What you are asked to do: Your task is to repeat exactly the lines below between the line holding "has_more: page <" and the line holding "assert_eq!(page.limit, MAX_LIMIT);", inclusive, and only those.

=-=-=-=-=

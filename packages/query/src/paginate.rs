//! In-memory pagination with a capped page size.

use serde::Serialize;

/// Hard cap on page size. The whole filtered window is held in memory, so
/// callers never get more than this per page.
pub const MAX_LIMIT: usize = 100;

/// One page of results plus the metadata needed to walk the rest.
#[derive(Debug, Clone, PartialEq, Serialize)]
#[serde(rename_all = "camelCase")]
pub struct Page<T> {
    /// Items on this page.
    pub items: Vec<T>,
    /// Effective 1-based page number.
    pub page: usize,
    /// Effective page size.
    pub limit: usize,
    /// Number of pages, 0 when nothing matched.
    pub total_pages: usize,
    /// Items across all pages.
    pub total_fetched: usize,
    /// Whether a later page exists.
    pub has_more: bool,
}

/// Slices one page out of `items`.
///
/// `limit` is clamped to `1..=MAX_LIMIT`. `page` is clamped to at least 1
/// and at most the last page, so a page past the end returns the last
/// page rather than an empty one. An empty input yields page 1 of 0.
#[must_use]
pub fn paginate<T>(items: Vec<T>, page: usize, limit: usize) -> Page<T> {
    let limit = limit.clamp(1, MAX_LIMIT);
    let total_fetched = items.len();
    let total_pages = total_fetched.div_ceil(limit);
    let page = page.max(1).min(total_pages.max(1));

    let start = (page - 1) * limit;
    let items: Vec<T> = items.into_iter().skip(start).take(limit).collect();

    Page {
        items,
        page,
        limit,
        total_pages,
        total_fetched,
        has_more: page < total_pages,
    }
}

#[cfg(test)]
mod tests {
    use super::*;

    #[test]
    fn limit_is_capped() {
        let page = paginate((0..250).collect::<Vec<u32>>(), 1, 1_000);
        assert_eq!(page.limit, MAX_LIMIT);
        assert_eq!(page.items.len(), MAX_LIMIT);
        assert_eq!(page.total_pages, 3);
        assert!(page.has_more);
    }

    #[test]
    fn zero_limit_and_page_are_raised_to_one() {
        let page = paginate(vec!['a', 'b'], 0, 0);
        assert_eq!((page.page, page.limit), (1, 1));
        assert_eq!(page.items, ['a']);
    }

    #[test]
    fn page_past_end_returns_last_page() {
        let page = paginate((1..=45).collect::<Vec<u32>>(), 99, 20);
        assert_eq!(page.page, 3);
        assert_eq!(page.total_pages, 3);
        assert_eq!(page.items, (41..=45).collect::<Vec<u32>>());
        assert!(!page.has_more);
    }

    #[test]
    fn middle_page() {
        let page = paginate((1..=45).collect::<Vec<u32>>(), 2, 20);
        assert_eq!(page.items.first(), Some(&21));
        assert_eq!(page.items.len(), 20);
        assert_eq!(page.total_fetched, 45);
        assert!(page.has_more);
    }

    #[test]
    fn empty_input() {
        let page = paginate(Vec::<u32>::new(), 5, 10);
        assert_eq!(page.page, 1);
        assert_eq!(page.total_pages, 0);
        assert_eq!(page.total_fetched, 0);
        assert!(page.items.is_empty());
        assert!(!page.has_more);
    }
}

=-=-=-=-=

Exercise output:
        has_more: page < total_pages,
    }
}

#[cfg(test)]
mod tests {
    use super::*;

    #[test]
    fn limit_is_capped() {
        let page = paginate((0..250).collect::<Vec<u32>>(), 1, 1_000);
        assert_eq!(page.limit, MAX_LIMIT);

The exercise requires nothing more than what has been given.